Tous les poëtes grecs qui ont chanté l’amour sous sa double hypostase ont suivi l’exemple d’Homère. Je veux que le Bathylle d’Anacréon soit suspect : l’indiscrétion du poëte, dans le portrait qu’il a tracé de son ami, a laissé tomber sur la pureté de l’original une ombre obscène ; mais combien le sentiment que Bathylle lui inspire l’emporte sur toutes ses fantaisies de maîtresses ! Quoi de plus ravissant que cette chanson de la colombe messagère ! Et quelle rêverie dans ces deux couplets, que les traducteurs séparent comme si c’étaient deux odes :

« Rafraîchissez, ô femmes, de vin doux ma gorge desséchée ; rafraîchissez de roses nouvelles ma tête brûlante. Mais qui rafraîchira mon cœur, incendié par les amours ?

« Je m’assoirai à l’ombre de Bathylle, le jeune arbre à la verdoyante chevelure ; auprès de lui coule et murmure la fontaine de persuasion. C’est là, voyageur épuisé, que je prendrai une nouvelle force… »

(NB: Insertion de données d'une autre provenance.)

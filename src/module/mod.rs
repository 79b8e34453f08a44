//! # Module Descriptions
//!
//! The second pipeline: a `module.qvm` file describing a project is parsed
//! with `module.pest`, visited into a [`QuovaModule`], completed with the
//! mandatory baseline entries, and rendered as `build.gradle` plus
//! `settings.gradle`.

mod parser;
mod render;

use serde::Serialize;
use tracing::debug;

use crate::either::Either;

pub use parser::{parse_module, ModuleParser};
pub use render::{GradleBuild, GradleSettings};

/// The Gradle plugin every compiled project needs.
pub const KOTLIN_PLUGIN: &str = "org.jetbrains.kotlin.jvm";

#[derive(Debug, Clone, PartialEq, Serialize)]
pub struct QuovaModule {
    pub project: String,
    pub group: String,
    pub version: String,
    /// Declared plugins, or raw Gradle lines.
    pub plugins: Vec<Either<Plugin, String>>,
    pub repositories: Vec<Repository>,
    /// Declared dependencies, or raw Gradle lines.
    pub dependencies: Vec<Either<Dependency, String>>,
    /// `var name = value`, rendered into `ext { }`.
    pub variables: Vec<Setting>,
    /// `name = value` passed through as top-level Gradle statements.
    pub options: Vec<Setting>,
}

#[derive(Debug, Clone, PartialEq, Eq, Serialize)]
pub struct Plugin {
    pub id: String,
    pub version: Option<String>,
}

#[derive(Debug, Clone, PartialEq, Eq, Serialize)]
pub enum Repository {
    /// `mavenCentral`, rendered as `mavenCentral()`.
    Named(String),
    Raw(String),
}

#[derive(Debug, Clone, Copy, PartialEq, Eq, Serialize)]
pub enum DependencyKind {
    Implementation,
    CompileOnly,
    RuntimeOnly,
}

impl DependencyKind {
    pub fn from_keyword(keyword: &str) -> Option<Self> {
        match keyword {
            "impl" => Some(DependencyKind::Implementation),
            "compile" => Some(DependencyKind::CompileOnly),
            "runtime" => Some(DependencyKind::RuntimeOnly),
            _ => None,
        }
    }

    pub fn gradle_name(self) -> &'static str {
        match self {
            DependencyKind::Implementation => "implementation",
            DependencyKind::CompileOnly => "compileOnly",
            DependencyKind::RuntimeOnly => "runtimeOnly",
        }
    }
}

#[derive(Debug, Clone, PartialEq, Eq, Serialize)]
pub struct Dependency {
    pub kind: DependencyKind,
    pub group: String,
    pub artifact: String,
    pub version: String,
}

#[derive(Debug, Clone, PartialEq, Eq, Serialize)]
pub struct Setting {
    pub name: String,
    pub value: String,
}

/// Where a baseline entry goes when it has to be added.
#[derive(Debug, Clone, Copy, PartialEq, Eq)]
enum Placement {
    Front,
    Back,
}

/// Leaves exactly one entry equal to `baseline` in `items`.
///
/// `Front` always moves the baseline to the start; `Back` keeps the first
/// declared copy where it is, or appends one when none was declared.
fn ensure_once<T: PartialEq>(items: Vec<T>, baseline: T, placement: Placement) -> Vec<T> {
    let mut seen = placement == Placement::Front;
    let mut kept: Vec<T> = items
        .into_iter()
        .filter(|item| {
            if *item != baseline {
                return true;
            }
            let keep = !seen;
            seen = true;
            keep
        })
        .collect();
    match placement {
        Placement::Front => kept.insert(0, baseline),
        Placement::Back if !seen => kept.push(baseline),
        Placement::Back => {}
    }
    kept
}

impl QuovaModule {
    /// Adds the Kotlin plugin and the baseline repository, each exactly once.
    pub fn with_baseline(mut self, kotlin_version: &str, repository: &str) -> Self {
        let plugin = Either::A(Plugin {
            id: KOTLIN_PLUGIN.to_string(),
            version: Some(kotlin_version.to_string()),
        });
        let declared = (self.plugins.len(), self.repositories.len());
        self.plugins = ensure_once(self.plugins, plugin, Placement::Front);
        self.repositories = ensure_once(
            self.repositories,
            Repository::Named(repository.to_string()),
            Placement::Back,
        );
        debug!(
            project = %self.project,
            declared_plugins = declared.0,
            plugins = self.plugins.len(),
            declared_repositories = declared.1,
            repositories = self.repositories.len(),
            "ensured baseline plugin and repository"
        );
        self
    }
}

Faut-il, pour donner un sens à ces vers si limpides et si tendres, que je m’ingénie à y trouver d’horribles métaphores ? La comparaison de Bathylle à un arbre jeune et verdoyant est familière aux Orientaux : ces vers d’Anacréon semblent traduits mot pour mot du psaume Ier, v. 3-4 : « Il en sera de l’homme vertueux, dit le Psalmiste, comme d’un arbre planté au bord d’une eau courante, et qui donne son fruit dans sa saison : son feuillage ne séchera pas, et toutes ses œuvres seront prospères.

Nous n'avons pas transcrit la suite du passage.